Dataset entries

———

//! # Storage Traits
//!
//! The session-history contract every backend implements.

use async_trait::async_trait;
use recall_core::Message;

use crate::error::{StorageError, StorageResult};

/// Session-scoped history store.
///
/// A session exists iff it holds at least one message. Reads of an unknown
/// session return an empty history; connection failures surface as
/// [`StorageError::StoreUnavailable`].
#[async_trait]
pub trait HistoryStore: Send + Sync {
    /// Short backend name for logs and the CLI (`redis`, `memory`)
    fn backend(&self) -> &'static str;

    /// Full history in insertion order
    async fn get_history(&self, session_id: &str) -> StorageResult<Vec<Message>>;

    /// Append one message, refreshing the session TTL if one is configured
    async fn append(&self, session_id: &str, message: &Message) -> StorageResult<()> {
        self.append_all(session_id, std::slice::from_ref(message)).await
    }

    /// Append several messages in order as a single atomic write
    async fn append_all(&self, session_id: &str, messages: &[Message]) -> StorageResult<()>;

    /// Remove every message of the session. Idempotent.
    async fn clear(&self, session_id: &str) -> StorageResult<()>;

    /// Number of stored messages
    async fn count(&self, session_id: &str) -> StorageResult<u64>;

    /// Search support, if this store offers it
    fn search_capability(&self) -> Option<&dyn SearchCapability> {
        None
    }

    /// 健康检查
    async fn health_check(&self) -> StorageResult<()>;
}

/// Optional history search.
#[async_trait]
pub trait SearchCapability: Send + Sync {
    /// At most `limit` of the most recent messages whose content contains
    /// `query` (case-insensitive), oldest first.
    async fn search(&self, session_id: &str, query: &str, limit: usize)
        -> StorageResult<Vec<Message>>;
}

/// Reject session ids the store cannot key on.
pub fn validate_session_id(session_id: &str) -> StorageResult<()> {
    if session_id.trim().is_empty() {
        return Err(StorageError::InvalidSessionId {
            id: session_id.to_string(),
        });
    }
    Ok(())
}

/// Namespaced store key for a session.
pub fn session_key(prefix: &str, session_id: &str) -> String {
    format!("{}{}", prefix, session_id)
}

/// Pick the most recent `limit` matches of `query`, keeping chronological order.
pub fn select_matches(history: Vec<Message>, query: &str, limit: usize) -> Vec<Message> {
    if limit == 0 {
        return Vec::new();
    }
    let mut matches: Vec<Message> = history.into_iter().filter(|m| m.mentions(query)).collect();
    let skip = matches.len().saturating_sub(limit);
    matches.drain(..skip);
    matches
}
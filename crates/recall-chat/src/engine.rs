//! # Chat Engine
//!
//! 把会话历史注入模型请求，并在回复成功后持久化本轮对话。

use std::sync::Arc;
use std::time::Instant;

use dashmap::DashMap;
use recall_config::{Config, ConfigManager, StoreBackend, StoreConfig};
use recall_core::{ChatOptions, ChatRequest, ChatUsage, FinishReason, Message};
use recall_llm::{LLMProvider, OpenAiProvider, ProviderConfig};
use recall_session::{
    validate_session_id, HistoryStore, MemoryHistoryStore, RedisHistoryStore, RedisStoreConfig,
};
use tokio::sync::Mutex;
use tracing::{debug, info, instrument, warn};

use crate::error::{ChatError, ChatResult};

/// Result of one completed turn
#[derive(Debug, Clone)]
pub struct ChatTurn {
    pub reply: String,
    pub usage: ChatUsage,
    pub finish_reason: FinishReason,
    /// Stored messages after the turn, if the store could still be counted
    pub message_count: Option<u64>,
}

/// Session-aware chat orchestrator.
///
/// Cheap to share behind an `Arc`; turns for different sessions run
/// concurrently, turns for the same session are serialized.
pub struct ChatEngine {
    provider: Arc<dyn LLMProvider>,
    store: Arc<dyn HistoryStore>,
    model: String,
    options: ChatOptions,
    system_prompt: String,
    turn_locks: DashMap<String, Arc<Mutex<()>>>,
}

impl ChatEngine {
    pub fn new(provider: Arc<dyn LLMProvider>, store: Arc<dyn HistoryStore>) -> Self {
        Self {
            provider,
            store,
            model: String::new(),
            options: ChatOptions::default(),
            system_prompt: recall_config::DEFAULT_SYSTEM_PROMPT.to_string(),
            turn_locks: DashMap::new(),
        }
    }

    /// Build the engine from validated configuration.
    ///
    /// Fails with [`ChatError::ConfigInvalid`] before any store or network
    /// access.
    pub fn from_config(config: &Config) -> ChatResult<Self> {
        ConfigManager::validate(config)?;

        let llm = &config.llm;
        let provider_config = ProviderConfig::new("openrouter", llm.base_url.as_str())
            .with_api_key(llm.api_key.as_str())
            .with_model(llm.model.as_str())
            .with_timeout(llm.timeout())
            .with_max_retries(llm.max_retries)
            .with_header("X-Title", "Recall");
        let provider = OpenAiProvider::with_config(provider_config)
            .map_err(|e| ChatError::ConfigInvalid(e.to_string()))?;

        let store = build_store(&config.store)?;

        let mut options = ChatOptions::new().with_temperature(llm.temperature);
        if let Some(max_tokens) = llm.max_tokens {
            options = options.with_max_tokens(max_tokens);
        }

        info!(
            model = %llm.model,
            backend = store.backend(),
            "Chat engine ready"
        );

        Ok(Self::new(Arc::new(provider), store)
            .with_model(llm.model.as_str())
            .with_options(options)
            .with_system_prompt(llm.system_prompt.as_str()))
    }

    pub fn with_model(mut self, model: impl Into<String>) -> Self {
        self.model = model.into();
        self
    }

    pub fn with_options(mut self, options: ChatOptions) -> Self {
        self.options = options;
        self
    }

    pub fn with_system_prompt(mut self, prompt: impl Into<String>) -> Self {
        self.system_prompt = prompt.into();
        self
    }

    pub fn model(&self) -> &str {
        &self.model
    }

    pub fn store(&self) -> &Arc<dyn HistoryStore> {
        &self.store
    }

    /// Send one user message and return the assistant reply.
    pub async fn chat(&self, message: &str, session_id: &str) -> ChatResult<String> {
        self.chat_turn(message, session_id).await.map(|turn| turn.reply)
    }

    /// Like [`chat`](Self::chat), with usage and the post-turn count.
    ///
    /// The user message and the reply are persisted together, and only once
    /// the model has answered. A failed model call leaves the history as it was.
    #[instrument(skip_all, fields(session_id = %session_id))]
    pub async fn chat_turn(&self, message: &str, session_id: &str) -> ChatResult<ChatTurn> {
        validate_session_id(session_id)?;

        let lock = self.turn_lock(session_id);
        let guard = lock.lock().await;
        let result = self.run_turn(message, session_id).await;
        drop(guard);

        self.release_turn_lock(session_id);
        result
    }

    async fn run_turn(&self, message: &str, session_id: &str) -> ChatResult<ChatTurn> {
        let history = self.store.get_history(session_id).await?;
        let user = Message::user(message);
        let request = self.build_request(history, user.clone());
        debug!(messages = request.messages.len(), "Sending chat request");

        let started = Instant::now();
        let response = self.provider.chat(request).await.map_err(|e| {
            warn!(error = %e, "Model call failed");
            ChatError::ModelCallFailed(e)
        })?;

        let reply = response.text().to_string();
        let assistant = Message::assistant(reply.as_str());
        self.store
            .append_all(session_id, &[user, assistant])
            .await?;

        let message_count = match self.store.count(session_id).await {
            Ok(count) => Some(count),
            Err(e) => {
                warn!(error = %e, "Could not count history after turn");
                None
            }
        };
        info!(
            elapsed_ms = started.elapsed().as_millis() as u64,
            tokens = response.usage.total_tokens,
            message_count,
            "Turn completed"
        );

        Ok(ChatTurn {
            reply,
            usage: response.usage,
            finish_reason: response.finish_reason,
            message_count,
        })
    }

    /// Full stored history of a session
    pub async fn get_history(&self, session_id: &str) -> ChatResult<Vec<Message>> {
        validate_session_id(session_id)?;
        Ok(self.store.get_history(session_id).await?)
    }

    /// Stored message count. An error means "unknown", not zero.
    pub async fn get_message_count(&self, session_id: &str) -> ChatResult<u64> {
        validate_session_id(session_id)?;
        Ok(self.store.count(session_id).await?)
    }

    #[instrument(skip_all, fields(session_id = %session_id))]
    pub async fn clear_session(&self, session_id: &str) -> ChatResult<()> {
        validate_session_id(session_id)?;

        let lock = self.turn_lock(session_id);
        let guard = lock.lock().await;
        let result = self.store.clear(session_id).await;
        drop(guard);

        self.release_turn_lock(session_id);
        result?;
        info!("Session cleared");
        Ok(())
    }

    /// Search the session history.
    ///
    /// `None` means the store has no search capability, which is distinct
    /// from `Some(vec![])` (nothing matched).
    pub async fn search_history(
        &self,
        session_id: &str,
        query: &str,
        limit: usize,
    ) -> ChatResult<Option<Vec<Message>>> {
        validate_session_id(session_id)?;
        let Some(search) = self.store.search_capability() else {
            debug!(backend = self.store.backend(), "Search not supported");
            return Ok(None);
        };
        Ok(Some(search.search(session_id, query, limit).await?))
    }

    /// Round-trip the store
    pub async fn health_check(&self) -> ChatResult<()> {
        Ok(self.store.health_check().await?)
    }

    /// Validate the model provider configuration without calling it
    pub async fn validate_provider(&self) -> ChatResult<()> {
        self.provider
            .validate()
            .await
            .map_err(|e| ChatError::ConfigInvalid(e.to_string()))
    }

    fn build_request(&self, history: Vec<Message>, user: Message) -> ChatRequest {
        ChatRequest::for_turn(self.model.as_str(), &self.system_prompt, history, user)
            .with_options(self.options.clone())
    }

    fn turn_lock(&self, session_id: &str) -> Arc<Mutex<()>> {
        self.turn_locks
            .entry(session_id.to_string())
            .or_insert_with(|| Arc::new(Mutex::new(())))
            .clone()
    }

    /// Drop the session's lock unless another turn holds or awaits it.
    /// The map and the caller's clone account for two references.
    fn release_turn_lock(&self, session_id: &str) {
        self.turn_locks
            .remove_if(session_id, |_, lock| Arc::strong_count(lock) <= 2);
    }

    #[cfg(test)]
    fn tracked_sessions(&self) -> usize {
        self.turn_locks.len()
    }
}

/// Open the history store selected by configuration.
pub fn build_store(config: &StoreConfig) -> ChatResult<Arc<dyn HistoryStore>> {
    match config.backend {
        StoreBackend::Redis => {
            let redis_config = RedisStoreConfig::new(config.url.as_str())
                .with_key_prefix(config.key_prefix.as_str())
                .with_ttl(config.ttl())
                .with_timeouts(config.connect_timeout(), config.response_timeout())
                .with_search(config.enable_search);
            Ok(Arc::new(RedisHistoryStore::new(redis_config)?))
        }
        StoreBackend::Memory => Ok(Arc::new(
            MemoryHistoryStore::new()
                .with_key_prefix(config.key_prefix.as_str())
                .with_ttl(config.ttl()),
        )),
    }
}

———

*YOUR OBJECTIVE:* Identify each line in the entries with the word "SearchCapability" and copy it.

*RESULT FOR THIS EXERCISE:*
    fn search_capability(&self) -> Option<&dyn SearchCapability> {
pub trait SearchCapability: Send + Sync {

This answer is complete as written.